• **YOUR TASK**:
Each line of the records that includes "CanvasWorkspace" should be found and copied.

Saved data entries:
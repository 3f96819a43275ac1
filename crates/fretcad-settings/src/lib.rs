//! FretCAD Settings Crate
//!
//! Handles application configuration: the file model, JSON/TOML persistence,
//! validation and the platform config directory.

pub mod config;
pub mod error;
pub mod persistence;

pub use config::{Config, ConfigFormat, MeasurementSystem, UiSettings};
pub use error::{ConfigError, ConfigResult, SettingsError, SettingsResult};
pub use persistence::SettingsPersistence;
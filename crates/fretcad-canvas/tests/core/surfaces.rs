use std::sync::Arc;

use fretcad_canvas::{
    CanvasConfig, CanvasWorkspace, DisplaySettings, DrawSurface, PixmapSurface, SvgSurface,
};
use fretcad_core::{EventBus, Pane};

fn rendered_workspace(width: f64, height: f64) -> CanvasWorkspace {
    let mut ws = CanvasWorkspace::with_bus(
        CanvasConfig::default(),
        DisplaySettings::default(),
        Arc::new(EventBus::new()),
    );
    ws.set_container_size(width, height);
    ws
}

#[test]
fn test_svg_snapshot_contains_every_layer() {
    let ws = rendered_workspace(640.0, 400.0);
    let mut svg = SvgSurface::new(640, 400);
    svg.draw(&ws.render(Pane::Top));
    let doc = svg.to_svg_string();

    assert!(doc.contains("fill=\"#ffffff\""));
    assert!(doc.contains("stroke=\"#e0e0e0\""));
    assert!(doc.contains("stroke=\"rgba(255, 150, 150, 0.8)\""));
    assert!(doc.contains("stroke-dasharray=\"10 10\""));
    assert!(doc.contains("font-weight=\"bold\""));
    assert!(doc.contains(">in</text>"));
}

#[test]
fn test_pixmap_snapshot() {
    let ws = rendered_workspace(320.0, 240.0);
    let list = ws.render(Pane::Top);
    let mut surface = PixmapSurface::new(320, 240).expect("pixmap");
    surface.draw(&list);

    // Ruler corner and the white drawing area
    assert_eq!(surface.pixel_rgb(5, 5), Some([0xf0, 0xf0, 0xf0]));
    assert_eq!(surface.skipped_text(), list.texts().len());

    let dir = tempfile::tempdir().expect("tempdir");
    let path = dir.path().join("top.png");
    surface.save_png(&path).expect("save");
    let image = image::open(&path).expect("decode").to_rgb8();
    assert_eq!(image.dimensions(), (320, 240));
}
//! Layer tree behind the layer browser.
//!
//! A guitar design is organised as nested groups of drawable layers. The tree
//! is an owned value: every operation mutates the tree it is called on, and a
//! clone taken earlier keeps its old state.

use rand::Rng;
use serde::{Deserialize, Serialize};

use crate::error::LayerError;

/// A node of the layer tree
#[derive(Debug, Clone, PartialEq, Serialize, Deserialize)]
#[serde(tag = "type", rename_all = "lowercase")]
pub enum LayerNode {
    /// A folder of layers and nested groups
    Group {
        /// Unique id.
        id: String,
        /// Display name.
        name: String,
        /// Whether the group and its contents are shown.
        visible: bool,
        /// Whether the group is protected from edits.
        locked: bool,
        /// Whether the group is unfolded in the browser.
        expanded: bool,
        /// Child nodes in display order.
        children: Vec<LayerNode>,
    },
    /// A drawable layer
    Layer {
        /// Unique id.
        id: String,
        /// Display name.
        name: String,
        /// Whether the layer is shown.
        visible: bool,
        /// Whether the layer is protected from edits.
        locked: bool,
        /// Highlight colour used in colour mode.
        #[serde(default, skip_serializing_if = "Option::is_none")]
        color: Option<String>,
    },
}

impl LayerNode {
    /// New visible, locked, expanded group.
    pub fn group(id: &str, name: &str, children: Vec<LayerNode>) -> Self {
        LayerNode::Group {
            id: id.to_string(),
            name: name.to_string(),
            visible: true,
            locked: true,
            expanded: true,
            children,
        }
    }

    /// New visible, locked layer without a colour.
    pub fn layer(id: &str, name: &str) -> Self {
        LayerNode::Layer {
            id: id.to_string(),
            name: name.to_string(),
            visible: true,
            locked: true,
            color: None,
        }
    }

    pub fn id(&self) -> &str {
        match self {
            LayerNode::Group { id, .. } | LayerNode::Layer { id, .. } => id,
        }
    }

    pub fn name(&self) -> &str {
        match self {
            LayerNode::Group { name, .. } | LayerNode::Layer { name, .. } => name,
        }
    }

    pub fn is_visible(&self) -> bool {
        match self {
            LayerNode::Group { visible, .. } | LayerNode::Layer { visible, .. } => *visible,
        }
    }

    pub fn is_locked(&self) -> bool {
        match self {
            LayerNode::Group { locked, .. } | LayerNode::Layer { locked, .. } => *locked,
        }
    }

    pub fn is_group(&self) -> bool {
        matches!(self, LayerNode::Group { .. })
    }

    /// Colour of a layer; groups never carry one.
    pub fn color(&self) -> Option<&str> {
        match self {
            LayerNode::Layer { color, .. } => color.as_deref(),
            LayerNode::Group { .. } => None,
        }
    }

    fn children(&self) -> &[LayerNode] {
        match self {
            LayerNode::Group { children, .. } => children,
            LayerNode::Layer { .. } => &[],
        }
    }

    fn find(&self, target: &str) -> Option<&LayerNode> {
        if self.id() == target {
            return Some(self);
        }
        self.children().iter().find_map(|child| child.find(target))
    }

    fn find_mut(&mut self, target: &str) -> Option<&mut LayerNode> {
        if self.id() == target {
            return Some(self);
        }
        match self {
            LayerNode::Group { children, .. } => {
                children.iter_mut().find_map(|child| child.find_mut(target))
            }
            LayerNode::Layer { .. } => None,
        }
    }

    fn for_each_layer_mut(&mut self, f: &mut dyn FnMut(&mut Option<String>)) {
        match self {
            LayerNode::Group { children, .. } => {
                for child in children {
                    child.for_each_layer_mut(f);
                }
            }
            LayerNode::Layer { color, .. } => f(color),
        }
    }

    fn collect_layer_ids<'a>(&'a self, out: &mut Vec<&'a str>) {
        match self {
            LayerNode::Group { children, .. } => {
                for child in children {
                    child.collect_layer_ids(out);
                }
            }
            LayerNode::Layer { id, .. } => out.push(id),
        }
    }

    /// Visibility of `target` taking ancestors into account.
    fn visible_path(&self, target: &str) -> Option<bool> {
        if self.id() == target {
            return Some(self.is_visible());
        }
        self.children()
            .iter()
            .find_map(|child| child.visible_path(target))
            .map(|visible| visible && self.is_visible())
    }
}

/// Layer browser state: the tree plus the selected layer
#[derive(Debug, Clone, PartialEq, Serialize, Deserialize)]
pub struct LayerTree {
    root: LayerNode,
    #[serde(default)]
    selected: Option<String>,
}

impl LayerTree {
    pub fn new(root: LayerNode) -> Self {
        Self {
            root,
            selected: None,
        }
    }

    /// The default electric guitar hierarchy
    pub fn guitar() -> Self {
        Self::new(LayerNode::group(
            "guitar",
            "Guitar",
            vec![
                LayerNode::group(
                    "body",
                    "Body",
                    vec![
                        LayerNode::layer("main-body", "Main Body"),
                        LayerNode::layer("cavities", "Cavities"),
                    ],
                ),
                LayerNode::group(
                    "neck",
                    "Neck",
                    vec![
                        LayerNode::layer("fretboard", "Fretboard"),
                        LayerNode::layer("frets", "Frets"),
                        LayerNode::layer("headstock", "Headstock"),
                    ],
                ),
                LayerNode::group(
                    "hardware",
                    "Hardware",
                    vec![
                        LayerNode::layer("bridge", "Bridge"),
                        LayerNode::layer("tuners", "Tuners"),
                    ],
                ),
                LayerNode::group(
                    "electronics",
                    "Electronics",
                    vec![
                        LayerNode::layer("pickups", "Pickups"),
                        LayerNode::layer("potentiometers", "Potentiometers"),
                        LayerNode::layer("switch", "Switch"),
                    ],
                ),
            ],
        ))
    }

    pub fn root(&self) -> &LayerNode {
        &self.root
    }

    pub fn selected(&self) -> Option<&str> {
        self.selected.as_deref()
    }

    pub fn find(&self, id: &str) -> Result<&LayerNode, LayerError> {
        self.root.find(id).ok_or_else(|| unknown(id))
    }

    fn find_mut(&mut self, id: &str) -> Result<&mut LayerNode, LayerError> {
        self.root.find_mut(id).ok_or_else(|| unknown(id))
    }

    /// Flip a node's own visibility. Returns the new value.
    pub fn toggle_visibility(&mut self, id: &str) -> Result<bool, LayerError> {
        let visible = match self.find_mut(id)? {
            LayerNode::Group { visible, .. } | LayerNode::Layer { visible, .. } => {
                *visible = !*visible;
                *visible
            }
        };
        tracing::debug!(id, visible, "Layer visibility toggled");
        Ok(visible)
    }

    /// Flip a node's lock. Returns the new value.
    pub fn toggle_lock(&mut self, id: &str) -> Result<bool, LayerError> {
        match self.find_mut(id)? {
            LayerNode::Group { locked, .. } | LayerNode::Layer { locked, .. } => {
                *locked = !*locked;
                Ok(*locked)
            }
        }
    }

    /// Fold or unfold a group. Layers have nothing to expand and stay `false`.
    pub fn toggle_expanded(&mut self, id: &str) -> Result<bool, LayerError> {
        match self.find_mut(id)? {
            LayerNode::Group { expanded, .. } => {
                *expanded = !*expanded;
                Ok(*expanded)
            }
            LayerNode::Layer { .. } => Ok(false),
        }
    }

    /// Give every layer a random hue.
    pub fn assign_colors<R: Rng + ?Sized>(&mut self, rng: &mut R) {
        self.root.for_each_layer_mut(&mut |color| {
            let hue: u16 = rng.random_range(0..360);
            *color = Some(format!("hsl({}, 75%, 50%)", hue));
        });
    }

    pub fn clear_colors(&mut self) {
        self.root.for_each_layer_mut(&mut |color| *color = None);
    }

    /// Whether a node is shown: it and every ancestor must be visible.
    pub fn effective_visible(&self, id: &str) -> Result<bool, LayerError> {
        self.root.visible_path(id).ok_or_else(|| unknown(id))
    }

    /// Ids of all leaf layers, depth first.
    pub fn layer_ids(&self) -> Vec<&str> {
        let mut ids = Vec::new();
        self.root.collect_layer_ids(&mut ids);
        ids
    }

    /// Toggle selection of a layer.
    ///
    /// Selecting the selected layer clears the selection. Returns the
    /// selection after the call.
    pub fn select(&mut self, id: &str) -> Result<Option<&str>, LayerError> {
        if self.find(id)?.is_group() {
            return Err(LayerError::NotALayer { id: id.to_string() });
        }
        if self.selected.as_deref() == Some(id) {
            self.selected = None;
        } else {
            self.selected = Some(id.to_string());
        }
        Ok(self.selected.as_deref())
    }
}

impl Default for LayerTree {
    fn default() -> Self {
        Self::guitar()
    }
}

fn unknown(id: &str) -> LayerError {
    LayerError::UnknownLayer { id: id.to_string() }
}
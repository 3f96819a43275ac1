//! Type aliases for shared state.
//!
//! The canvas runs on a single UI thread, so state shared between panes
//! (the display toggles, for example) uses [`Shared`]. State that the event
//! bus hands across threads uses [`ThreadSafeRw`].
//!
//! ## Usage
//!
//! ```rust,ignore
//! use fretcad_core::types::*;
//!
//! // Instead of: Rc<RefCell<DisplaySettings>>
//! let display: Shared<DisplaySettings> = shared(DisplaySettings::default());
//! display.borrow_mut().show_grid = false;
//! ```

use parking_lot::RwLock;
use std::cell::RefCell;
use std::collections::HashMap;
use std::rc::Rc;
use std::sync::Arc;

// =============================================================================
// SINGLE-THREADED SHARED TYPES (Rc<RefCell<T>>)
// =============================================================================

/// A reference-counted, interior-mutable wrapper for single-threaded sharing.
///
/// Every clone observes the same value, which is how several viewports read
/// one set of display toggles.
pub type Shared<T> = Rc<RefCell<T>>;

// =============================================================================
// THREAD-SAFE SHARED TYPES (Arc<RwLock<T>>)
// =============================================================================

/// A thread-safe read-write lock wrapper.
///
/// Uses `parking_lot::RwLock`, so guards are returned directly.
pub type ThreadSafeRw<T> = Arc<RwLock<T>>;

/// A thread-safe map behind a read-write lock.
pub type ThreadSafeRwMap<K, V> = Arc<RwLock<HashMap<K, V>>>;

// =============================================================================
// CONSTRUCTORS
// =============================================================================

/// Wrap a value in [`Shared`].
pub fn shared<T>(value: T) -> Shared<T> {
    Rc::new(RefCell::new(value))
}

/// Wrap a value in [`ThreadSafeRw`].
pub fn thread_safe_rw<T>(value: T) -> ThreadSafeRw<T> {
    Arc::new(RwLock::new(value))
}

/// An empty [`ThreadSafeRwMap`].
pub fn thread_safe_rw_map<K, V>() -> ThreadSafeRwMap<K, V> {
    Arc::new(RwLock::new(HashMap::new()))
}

• **PROBLEM SOLUTION**:
    CanvasConfig, CanvasWorkspace, DisplaySettings, DrawSurface, PixmapSurface, SvgSurface,
fn rendered_workspace(width: f64, height: f64) -> CanvasWorkspace {
    let mut ws = CanvasWorkspace::with_bus(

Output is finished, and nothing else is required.